[Data excerpts — start]

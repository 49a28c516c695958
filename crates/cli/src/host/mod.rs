//! Host mode: serve the protocol until the browser goes away.


use std::sync::Arc;

use anyhow::{Context, Result};
use nchost_runtime::{Dispatcher, DispatcherConfig, SessionLibrary};
use tokio::io::{AsyncRead, AsyncWrite};
use tokio_util::sync::CancellationToken;
use tracing::info;

/// Runs one dispatcher over `input`/`output` until end of input or `cancel`.
pub async fn serve<R, W>(
	library: Arc<dyn SessionLibrary>,
	config: DispatcherConfig,
	input: R,
	output: W,
	cancel: CancellationToken,
) -> Result<()>
where
	R: AsyncRead + Unpin + Send + 'static,
	W: AsyncWrite + Unpin + Send + 'static,
{
	let handle = Dispatcher::new(library, config).start(input, output, cancel);
	handle.wait().await.context("Host stopped on a protocol error")
}

/// Serves stdin/stdout, shutting down gracefully on termination signals.
pub async fn run_stdio(library: Arc<dyn SessionLibrary>, config: DispatcherConfig) -> Result<()> {
	let cancel = CancellationToken::new();
	let signals = tokio::spawn(cancel_on_signal(cancel.clone()));

	let result = serve(
		library,
		config,
		tokio::io::stdin(),
		tokio::io::stdout(),
		cancel.clone(),
	)
	.await;

	cancel.cancel();
	signals
		.await
		.context("Signal watcher failed")?
		.context("Failed to watch for signals")?;

	result
}

/// Cancels `cancel` on Ctrl+C or SIGTERM. Returns early if it is cancelled
/// elsewhere.
async fn cancel_on_signal(cancel: CancellationToken) -> Result<()> {
	#[cfg(unix)]
	{
		use tokio::signal::unix::{SignalKind, signal};

		let mut sigterm =
			signal(SignalKind::terminate()).context("Failed to install SIGTERM handler")?;

		tokio::select! {
			_ = cancel.cancelled() => return Ok(()),
			_ = sigterm.recv() => {
				info!(target: "nchost.host", "received SIGTERM, shutting down");
			}
			_ = tokio::signal::ctrl_c() => {
				info!(target: "nchost.host", "received Ctrl+C, shutting down");
			}
		}
	}

	#[cfg(not(unix))]
	{
		tokio::select! {
			_ = cancel.cancelled() => return Ok(()),
			_ = tokio::signal::ctrl_c() => {
				info!(target: "nchost.host", "received Ctrl+C, shutting down");
			}
		}
	}

	cancel.cancel();
	Ok(())
}
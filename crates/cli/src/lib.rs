//! Native-messaging host for netcode.io browser extensions.
//!
//! Started by a browser with caller arguments, the binary serves the framed
//! protocol on stdin/stdout. Started without arguments, it installs itself
//! and registers its manifests with Firefox and Chrome.

pub mod cli;
pub mod host;
pub mod install;
pub mod logging;
#[cfg(feature = "netcode")]
pub mod netcode;
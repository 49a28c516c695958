//! Length-prefixed frame transport over a byte stream.
//!
//! Frames are a 4-byte little-endian length followed by the JSON body, the
//! format browsers use for native messaging. The reader and writer halves are
//! independent so each can live in its own task.


use nchost_protocol::{CodecError, Envelope, LENGTH_PREFIX_SIZE, Message};
use tokio::io::{AsyncRead, AsyncReadExt, AsyncWrite, AsyncWriteExt};

/// Reads frames from the extension side of the stream.
pub struct FrameReader<R> {
	reader: R,
	max_frame: usize,
}

impl<R: AsyncRead + Unpin> FrameReader<R> {
	pub fn new(reader: R, max_frame: usize) -> Self {
		Self { reader, max_frame }
	}

	/// Reads the next frame.
	///
	/// Returns `Ok(None)` when the stream ends cleanly before a new frame
	/// starts. A stream that ends inside a frame is a framing error.
	pub async fn read_envelope(&mut self) -> Result<Option<Envelope>, CodecError> {
		let mut len_buf = [0u8; LENGTH_PREFIX_SIZE];

		// EOF here is a clean shutdown, EOF after this point is not
		if self.reader.read(&mut len_buf[..1]).await? == 0 {
			return Ok(None);
		}
		self.reader
			.read_exact(&mut len_buf[1..])
			.await
			.map_err(|e| CodecError::Framing(format!("Failed to read length prefix: {e}")))?;

		let length = u32::from_le_bytes(len_buf) as usize;
		if length > self.max_frame {
			return Err(CodecError::Framing(format!(
				"frame length {length} exceeds the {} byte limit",
				self.max_frame
			)));
		}

		let mut body = vec![0u8; length];
		self.reader.read_exact(&mut body).await.map_err(|e| {
			CodecError::Framing(format!(
				"Failed to read {length} byte frame body: {e}"
			))
		})?;

		Envelope::decode(&body).map(Some)
	}
}

/// Writes frames to the extension side of the stream.
pub struct FrameWriter<W> {
	writer: W,
	max_frame: usize,
}

impl<W: AsyncWrite + Unpin> FrameWriter<W> {
	pub fn new(writer: W, max_frame: usize) -> Self {
		Self { writer, max_frame }
	}

	/// Encodes and writes one message, flushing it to the stream.
	///
	/// Encoding failures leave the stream untouched.
	pub async fn write_message(&mut self, message: Message) -> Result<(), CodecError> {
		let frame = message.into_envelope().encode(self.max_frame)?;
		self.writer.write_all(&frame).await?;
		self.writer.flush().await?;
		Ok(())
	}
}
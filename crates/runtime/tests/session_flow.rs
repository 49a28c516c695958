//! End-to-end flow through a dispatcher over in-memory pipes.

use std::sync::Arc;

use nchost_runtime::testing::FakeLibrary;
use nchost_runtime::{Dispatcher, DispatcherConfig};
use serde_json::{Value, json};
use tokio::io::{AsyncReadExt, AsyncWriteExt, DuplexStream};
use tokio_util::sync::CancellationToken;

async fn send(input: &mut DuplexStream, value: Value) {
	let body = serde_json::to_vec(&value).unwrap();
	input
		.write_all(&(body.len() as u32).to_le_bytes())
		.await
		.unwrap();
	input.write_all(&body).await.unwrap();
}

async fn recv(output: &mut DuplexStream) -> Option<Value> {
	let mut len_buf = [0u8; 4];
	output.read_exact(&mut len_buf).await.ok()?;
	let mut body = vec![0u8; u32::from_le_bytes(len_buf) as usize];
	output.read_exact(&mut body).await.unwrap();
	Some(serde_json::from_slice(&body).unwrap())
}

#[tokio::test(start_paused = true)]
async fn session_lifecycle_over_pipes() {
	let library = Arc::new(FakeLibrary::connecting_after(2));
	let (mut input, host_input) = tokio::io::duplex(64 * 1024);
	let (host_output, mut output) = tokio::io::duplex(64 * 1024);
	let handle = Dispatcher::new(library.clone(), DispatcherConfig::default()).start(
		host_input,
		host_output,
		CancellationToken::new(),
	);

	send(&mut input, json!([109, 1])).await;
	assert_eq!(recv(&mut output).await, Some(json!([202, 1, "0.1.0"])));

	send(&mut input, json!([101, 2])).await;
	let created = recv(&mut output).await.unwrap();
	assert_eq!(created[0], 201);
	assert_eq!(created[1], 2);
	let session = created[2].as_i64().unwrap();

	// Queued before the session has a client, delivered once connected
	send(&mut input, json!([104, 3, session, "Zmlyc3Q="])).await;
	assert_eq!(recv(&mut output).await, Some(json!([202, 3])));

	send(&mut input, json!([103, 4, session, "dG9rZW4="])).await;
	assert_eq!(recv(&mut output).await, Some(json!([202, 4])));

	assert_eq!(
		recv(&mut output).await,
		Some(json!([110, session, "sendingConnectionRequest"]))
	);
	assert_eq!(
		recv(&mut output).await,
		Some(json!([110, session, "connected"]))
	);

	send(&mut input, json!([106, 5, session])).await;
	assert_eq!(recv(&mut output).await, Some(json!([202, 5, "connected"])));

	let remote = library.remote(0).unwrap();
	assert_eq!(remote.token(), b"token");
	assert_eq!(remote.sent(), vec![b"first".to_vec()]);

	remote.push_inbound(b"hi".to_vec());
	assert_eq!(recv(&mut output).await, Some(json!([105, session, "aGk="])));

	send(&mut input, json!([107, 6, session])).await;
	assert_eq!(recv(&mut output).await, Some(json!([202, 6])));
	assert_eq!(recv(&mut output).await, Some(json!([108, session])));
	assert!(remote.is_closed());

	input.shutdown().await.unwrap();
	assert_eq!(recv(&mut output).await, None);
	handle.wait().await.unwrap();
}

#[tokio::test(start_paused = true)]
async fn cancellation_waits_for_every_session() {
	let library = Arc::new(FakeLibrary::connecting_after(1));
	let (mut input, host_input) = tokio::io::duplex(64 * 1024);
	let (host_output, mut output) = tokio::io::duplex(64 * 1024);
	let cancel = CancellationToken::new();
	let handle = Dispatcher::new(library.clone(), DispatcherConfig::default()).start(
		host_input,
		host_output,
		cancel.clone(),
	);

	let mut sessions = Vec::new();
	for id in 1..=2 {
		send(&mut input, json!([101, id])).await;
		let created = recv(&mut output).await.unwrap();
		sessions.push(created[2].as_i64().unwrap());
	}

	cancel.cancel();

	let mut destroyed = Vec::new();
	while let Some(frame) = recv(&mut output).await {
		if frame[0] == 108 {
			destroyed.push(frame[1].as_i64().unwrap());
		}
	}
	destroyed.sort_unstable();
	sessions.sort_unstable();
	assert_eq!(destroyed, sessions);

	handle.wait().await.unwrap();
}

[Data excerpts — finish]

Task to complete:
Would you restate, word for word, every line of the listing from its first line through the line with "on termination signals."?

The answer:
repository 49a28c516c695958
filename crates/cli/src/host/mod.rs
//! Host mode: serve the protocol until the browser goes away.


use std::sync::Arc;

use anyhow::{Context, Result};
use nchost_runtime::{Dispatcher, DispatcherConfig, SessionLibrary};
use tokio::io::{AsyncRead, AsyncWrite};
use tokio_util::sync::CancellationToken;
use tracing::info;

/// Runs one dispatcher over `input`/`output` until end of input or `cancel`.
pub async fn serve<R, W>(
	library: Arc<dyn SessionLibrary>,
	config: DispatcherConfig,
	input: R,
	output: W,
	cancel: CancellationToken,
) -> Result<()>
where
	R: AsyncRead + Unpin + Send + 'static,
	W: AsyncWrite + Unpin + Send + 'static,
{
	let handle = Dispatcher::new(library, config).start(input, output, cancel);
	handle.wait().await.context("Host stopped on a protocol error")
}

/// Serves stdin/stdout, shutting down gracefully on termination signals.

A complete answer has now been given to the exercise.